--Challenge: Consider two felt entailments:
(1) (Might A) v (Might B) => (Might A) & (Might B)
(2) Might (A v B) => (Might A) & (Might B)
Considering that we will, according to Simons, need recourse to pragmatic mechanisms to explain the first felt entailment, isn't a semantics that gives us a semantic entailment in (2) redundant?
--Answer: I'm not sure. It depends on:
1) whether the first felt entailment is really that strong. I guess I don't think it is--especially not on the assumption that epistemic modal operators work in the same way that deontic and other modals do (but perhaps this is not a good assumption to make...) Even without relying on the analogy with other forms of modality, it seems like the felt entailment is NOT CANCELLED by the rider "but I don't know which", but rather forced to a reading in which the entailment was never felt in the first place!
There is Zimmerman's argument that A v B => Might A & Might B. This is a good one in most circumstances. But this is definitely pragmatic.

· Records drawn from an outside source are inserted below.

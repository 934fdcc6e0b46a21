//! Access to the external tagging tool
//!
//! Tags are assigned by an outside program; this module only asks it for
//! listings. [`TagSource`] is the seam the tree builder scans through, and
//! [`TagCommand`] implements it by running a command-line tool that prints
//! one `path<TAB>tag1,tag2` line per entry (the `tag` utility by default).

use std::collections::BTreeSet;
use std::path::{Path, PathBuf};
use std::process::Command;

use tracing::debug;

pub mod error;

pub use error::TaggerError;

/// Default program used to list tags
pub const DEFAULT_TAG_PROGRAM: &str = "tag";

/// One entry reported by the tagging tool
#[derive(Debug, Clone, PartialEq, Eq)]
pub struct TagRecord {
    pub path: PathBuf,
    pub tags: BTreeSet<String>,
}

impl TagRecord {
    #[must_use]
    pub fn new(path: impl Into<PathBuf>, tags: impl IntoIterator<Item = String>) -> Self {
        Self {
            path: path.into(),
            tags: tags.into_iter().collect(),
        }
    }
}

/// Source of tag listings for a directory
pub trait TagSource {
    /// Every entry below `dir`, at any depth.
    ///
    /// Listing something that is not a directory yields no entries.
    ///
    /// # Errors
    /// Returns `TaggerError` if the listing cannot be produced.
    fn list_recursive(&self, dir: &Path) -> Result<Vec<TagRecord>, TaggerError>;

    /// The immediate entries of `dir`.
    ///
    /// # Errors
    /// Returns `TaggerError` if the listing cannot be produced.
    fn list_level(&self, dir: &Path) -> Result<Vec<TagRecord>, TaggerError>;
}

/// [`TagSource`] backed by an external program
#[derive(Debug, Clone)]
pub struct TagCommand {
    program: String,
}

impl Default for TagCommand {
    fn default() -> Self {
        Self::new(DEFAULT_TAG_PROGRAM)
    }
}

impl TagCommand {
    #[must_use]
    pub fn new(program: impl Into<String>) -> Self {
        Self {
            program: program.into(),
        }
    }

    fn run(&self, mode: &str, dir: &Path) -> Result<Vec<TagRecord>, TaggerError> {
        if !dir.is_dir() {
            return Ok(Vec::new());
        }

        debug!(program = %self.program, mode, dir = %dir.display(), "listing tags");
        let output = Command::new(&self.program)
            .arg("-l")
            .arg(mode)
            .arg(dir)
            .output()
            .map_err(|source| TaggerError::Spawn {
                program: self.program.clone(),
                source,
            })?;

        if !output.status.success() {
            return Err(TaggerError::Status {
                program: self.program.clone(),
                path: dir.to_path_buf(),
                status: output.status.to_string(),
                stderr: String::from_utf8_lossy(&output.stderr).trim().to_string(),
            });
        }

        let stdout = String::from_utf8(output.stdout).map_err(|_| TaggerError::Output {
            program: self.program.clone(),
            path: dir.to_path_buf(),
        })?;

        Ok(parse_listing(dir, &stdout))
    }
}

impl TagSource for TagCommand {
    fn list_recursive(&self, dir: &Path) -> Result<Vec<TagRecord>, TaggerError> {
        self.run("-R", dir)
    }

    fn list_level(&self, dir: &Path) -> Result<Vec<TagRecord>, TaggerError> {
        self.run("-e", dir)
    }
}

/// Parse `path<TAB>tags` lines as printed by the tagging tool.
///
/// Relative paths are resolved against `dir`. A line without a tag field
/// describes an untagged entry; blank lines are skipped.
///
/// ```
/// use std::path::Path;
/// use tagtree::tagger::parse_listing;
///
/// let records = parse_listing(Path::new("/media"), "a.mkv\tRed,Blue\nb.avi\n");
/// assert_eq!(records.len(), 2);
/// assert!(records[0].tags.contains("Blue"));
/// assert!(records[1].tags.is_empty());
/// ```
#[must_use]
pub fn parse_listing(dir: &Path, output: &str) -> Vec<TagRecord> {
    output
        .lines()
        .filter_map(|line| {
            let (name, tags) = line.split_once('\t').unwrap_or((line, ""));
            let name = name.trim();
            if name.is_empty() {
                return None;
            }
            let tags = tags
                .split(',')
                .map(str::trim)
                .filter(|t| !t.is_empty())
                .map(String::from);
            Some(TagRecord::new(dir.join(name), tags))
        })
        .collect()
}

2) the status and viability of my/Simons's claim that epistemic modal operators by default take type-lifted arguments--that is, sets of propositions rather than bare propositions. Reply: but the Hamblin Type-shift will make it the case that bare propositions are also (singleton) sets of propositions. Counter-reply: ok, well, I was considering an alternative semantics in which the type-lift doesn't occur until the derivation hits an operator that demands it: that means that, when [[Might]] hits a set {p1, p2} of propositions, it will try to compose with the whole unit before trying to compose with the individual disjuncts. Since it CAN compose with the whole unit, that's what it will do--it will never go to the fallback step. (Simons thinks that it does, sometimes, but I don't think so.)
Q) How devastating is it, for Simons, that on her semantics [[must]] and [[might]] aren't duals?
A) It's not so good, but note that in her favor they do come out duals in the single-proposition case: that's the case about which we have the strongest prima facie intuitions.
Counter-answer) Yeah, but, those negations of the second type (``You can't take French or Spanish, you HAVE to take Spanish") sound awfully metalinguistic!